TASK PROMPT> Pull out each line of the records holding the string "Acquire".
Top of RECORD SET
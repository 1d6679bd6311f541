use std::fmt;
use std::str::FromStr;
use std::thread;
use std::time::Duration;

use log::{debug, info, trace};

use super::processor::{Backlog, Processor};
use super::run_state::{CompletedJob, RunState};
use super::suspend_gate::GateParticipant;
use super::{Job, Timing};

use crate::error::ConfigError;

/// Scheduling discipline named on the command line.
#[derive(Debug, Clone, Copy, PartialEq, Eq)]
pub enum PolicyKind {
    Sjf,
    RoundRobin,
    Priority,
    Fcfs,
}

impl PolicyKind {
    pub fn tag(&self) -> &'static str {
        match self {
            PolicyKind::Sjf => "sjf",
            PolicyKind::RoundRobin => "rr",
            PolicyKind::Priority => "pr",
            PolicyKind::Fcfs => "fcfs",
        }
    }
}

impl FromStr for PolicyKind {
    type Err = ConfigError;

    fn from_str(tag: &str) -> Result<PolicyKind, ConfigError> {
        match tag {
            "sjf" => Ok(PolicyKind::Sjf),
            "rr" => Ok(PolicyKind::RoundRobin),
            "pr" => Ok(PolicyKind::Priority),
            "fcfs" => Ok(PolicyKind::Fcfs),
            _ => Err(ConfigError::UnknownPolicy(tag.to_string())),
        }
    }
}

impl fmt::Display for PolicyKind {
    fn fmt(&self, f: &mut fmt::Formatter<'_>) -> fmt::Result {
        f.pad(self.tag())
    }
}

/// A processor's discipline, carrying only the state it needs.
#[derive(Debug, Clone, Copy, PartialEq, Eq)]
pub(crate) enum SchedulingPolicy {
    ShortestJobFirst,
    RoundRobin { quantum: u32 },
    Priority,
    FirstComeFirstServed,
}

/// What a worker does with a job after one simulated step.
#[derive(Debug, PartialEq, Eq)]
enum Step {
    Requeue,
    Retire,
}

impl SchedulingPolicy {
    pub fn new(kind: PolicyKind, timing: &Timing) -> SchedulingPolicy {
        match kind {
            PolicyKind::Sjf => SchedulingPolicy::ShortestJobFirst,
            PolicyKind::RoundRobin => SchedulingPolicy::RoundRobin {
                quantum: timing.quantum,
            },
            PolicyKind::Priority => SchedulingPolicy::Priority,
            PolicyKind::Fcfs => SchedulingPolicy::FirstComeFirstServed,
        }
    }

    pub fn kind(&self) -> PolicyKind {
        match self {
            SchedulingPolicy::ShortestJobFirst => PolicyKind::Sjf,
            SchedulingPolicy::RoundRobin { .. } => PolicyKind::RoundRobin,
            SchedulingPolicy::Priority => PolicyKind::Priority,
            SchedulingPolicy::FirstComeFirstServed => PolicyKind::Fcfs,
        }
    }

    /// One-time ordering applied before the first dispatch. Jobs that arrive
    /// later through load balancing are not re-sorted.
    fn prepare(&self, backlog: &mut Backlog) {
        match self {
            SchedulingPolicy::ShortestJobFirst => backlog.queue.sort_by_burst(),
            SchedulingPolicy::Priority => backlog.queue.sort_by_priority(),
            SchedulingPolicy::RoundRobin { .. } | SchedulingPolicy::FirstComeFirstServed => {}
        }
    }

    /// Consumes work from `job` and returns the time that work takes.
    fn step(&self, job: &mut Job, timing: &Timing) -> (Duration, Step) {
        let burst = job.pcb.burst_time;

        if let SchedulingPolicy::RoundRobin { quantum } = *self {
            let quantum = quantum as i32;
            if burst > quantum {
                job.pcb.burst_time -= quantum;
                return (timing.execution_delay(quantum), Step::Requeue);
            }
        }

        job.pcb.burst_time = 0;
        (timing.execution_delay(burst), Step::Retire)
    }

    /// Drains `processor` until the run is declared complete.
    pub fn run(
        &self,
        processor: &Processor,
        run_state: &RunState,
        participant: &GateParticipant,
        timing: &Timing,
    ) {
        let index = processor.get_index();
        self.prepare(&mut processor.lock());
        debug!("cpu {}: running {}", index, self.kind());

        while !run_state.is_complete() {
            participant.observe();

            let Some(mut job) = processor.dispatch() else {
                trace!("cpu {}: queue empty, backing off", index);
                thread::sleep(timing.idle_backoff);
                continue;
            };

            let (delay, step) = self.step(&mut job, timing);
            thread::sleep(delay);

            match step {
                Step::Requeue => {
                    trace!(
                        "cpu {}: pid {} preempted, {} burst left",
                        index,
                        job.get_id(),
                        job.pcb.burst_time
                    );
                    processor.requeue(job);
                }
                Step::Retire => {
                    let completed = CompletedJob {
                        process_id: job.get_id(),
                        processor: index,
                        policy: self.kind(),
                        priority: job.pcb.priority,
                        burst_consumed: job.get_original_burst().max(0) as i64,
                        dispatches: job.get_dispatches(),
                        memory_footprint: job.pcb.get_memory_footprint(),
                    };
                    info!(
                        "cpu {} [{}]: pid {} finished, burst {} over {} dispatch(es)",
                        index,
                        completed.policy,
                        completed.process_id,
                        completed.burst_consumed,
                        completed.dispatches
                    );
                    run_state.record_completion(completed);
                    processor.retire();
                }
            }
        }

        debug!("cpu {}: completion observed, exiting", index);
    }
}
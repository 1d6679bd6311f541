use std::sync::atomic::{AtomicBool, AtomicI64, Ordering};
use std::sync::{Arc, Mutex};

use super::suspend_gate::SuspendGate;
use super::PolicyKind;

/// One retired job, as reported at shutdown.
#[derive(Debug, Clone, PartialEq)]
pub struct CompletedJob {
    pub process_id: i32,
    pub processor: usize,
    pub policy: PolicyKind,
    pub priority: i8,
    pub burst_consumed: i64,
    pub dispatches: u32,
    pub memory_footprint: i64,
}

/// Cross-thread state of a single run, shared by the supervisor, the
/// workers and the aging loops.
pub(crate) struct RunState {
    num_processors: usize,
    num_jobs: usize,
    memory_used: AtomicI64,
    complete: AtomicBool,
    gate: Arc<SuspendGate>,
    completed: Mutex<Vec<CompletedJob>>,
}

impl RunState {
    pub fn new(num_processors: usize, num_jobs: usize) -> RunState {
        RunState {
            num_processors,
            num_jobs,
            memory_used: AtomicI64::new(0),
            complete: AtomicBool::new(false),
            gate: Arc::new(SuspendGate::new()),
            completed: Mutex::new(Vec::with_capacity(num_jobs)),
        }
    }

    pub fn get_num_processors(&self) -> usize {
        self.num_processors
    }

    pub fn get_num_jobs(&self) -> usize {
        self.num_jobs
    }

    pub fn gate(&self) -> &Arc<SuspendGate> {
        &self.gate
    }

    pub fn is_complete(&self) -> bool {
        self.complete.load(Ordering::Acquire)
    }

    /// Returns false if completion had already been declared.
    pub fn declare_complete(&self) -> bool {
        !self.complete.swap(true, Ordering::AcqRel)
    }

    pub fn record_completion(&self, job: CompletedJob) {
        self.memory_used.fetch_add(job.memory_footprint, Ordering::AcqRel);
        self.completed.lock().unwrap().push(job);
    }

    pub fn get_memory_used(&self) -> i64 {
        self.memory_used.load(Ordering::Acquire)
    }

    pub fn take_completed(&self) -> Vec<CompletedJob> {
        std::mem::take(&mut *self.completed.lock().unwrap())
    }
}

#[cfg(test)]
mod tests {
    use super::*;

    fn completed(process_id: i32, memory_footprint: i64) -> CompletedJob {
        CompletedJob {
            process_id,
            processor: 0,
            policy: PolicyKind::Fcfs,
            priority: 0,
            burst_consumed: 10,
            dispatches: 1,
            memory_footprint,
        }
    }

    #[test]
    fn test_run_state_completion_is_declared_once() {
        let run_state = RunState::new(2, 0);
        assert!(!run_state.is_complete());
        assert!(run_state.declare_complete());
        assert!(!run_state.declare_complete());
        assert!(run_state.is_complete());
    }

    #[test]
    fn test_run_state_accumulates_memory() {
        let run_state = RunState::new(1, 2);
        run_state.record_completion(completed(1, 64));
        run_state.record_completion(completed(2, 36));

        assert_eq!(run_state.get_memory_used(), 100);
        assert_eq!(run_state.take_completed().len(), 2);
        assert!(run_state.take_completed().is_empty());
    }
}
mod aging;
mod cpu;
mod load_balancer;
mod long_term_scheduler;
mod pcb_queue;
mod process_control_block;
mod processor;
mod run_state;
mod short_term_scheduler;
mod suspend_gate;
mod timing;

use pcb_queue::PcbQueue;
use process_control_block::Job;

pub mod driver;

pub use driver::{Driver, RunReport};
pub use process_control_block::{ProcessControlBlock, PCB_SIZE};
pub use run_state::CompletedJob;
pub use short_term_scheduler::PolicyKind;
pub use timing::Timing;
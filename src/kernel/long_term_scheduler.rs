use super::{Job, PcbQueue, ProcessControlBlock};

/// Absorbs float error when a weighted share lands just below an integer.
const SHARE_EPSILON: f64 = 1e-9;

/// Splits the loaded job stream into per-processor backlogs according to
/// each processor's load fraction.
pub(crate) struct LongTermScheduler {
    weights: Vec<f64>,
}

impl LongTermScheduler {
    pub fn new(weights: Vec<f64>) -> LongTermScheduler {
        LongTermScheduler { weights }
    }

    /// Exclusive end index of each processor's slice of `num_jobs` jobs.
    /// Cuts are cumulative and monotonic; the last one is always `num_jobs`.
    pub fn boundaries(&self, num_jobs: usize) -> Vec<usize> {
        let mut cuts = Vec::with_capacity(self.weights.len());
        let mut cumulative = 0.0;
        let mut previous = 0;

        for weight in &self.weights {
            cumulative += weight;
            let cut = ((cumulative * num_jobs as f64) + SHARE_EPSILON).floor() as usize;
            let cut = cut.clamp(previous, num_jobs);
            cuts.push(cut);
            previous = cut;
        }

        if let Some(last) = cuts.last_mut() {
            *last = num_jobs;
        }

        cuts
    }

    /// Hands jobs out in stream order: processor 0 gets the first slice,
    /// processor 1 the next, and so on.
    pub fn distribute(&self, pcbs: Vec<ProcessControlBlock>) -> Vec<PcbQueue> {
        let cuts = self.boundaries(pcbs.len());
        let mut pcbs = pcbs.into_iter();
        let mut start = 0;

        cuts.into_iter()
            .map(|end| {
                let queue: PcbQueue = pcbs.by_ref().take(end - start).map(Job::new).collect();
                start = end;
                queue
            })
            .collect()
    }
}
Bottom of RECORD SET
WRITTEN SOLUTION>
        self.complete.load(Ordering::Acquire)
        self.memory_used.load(Ordering::Acquire)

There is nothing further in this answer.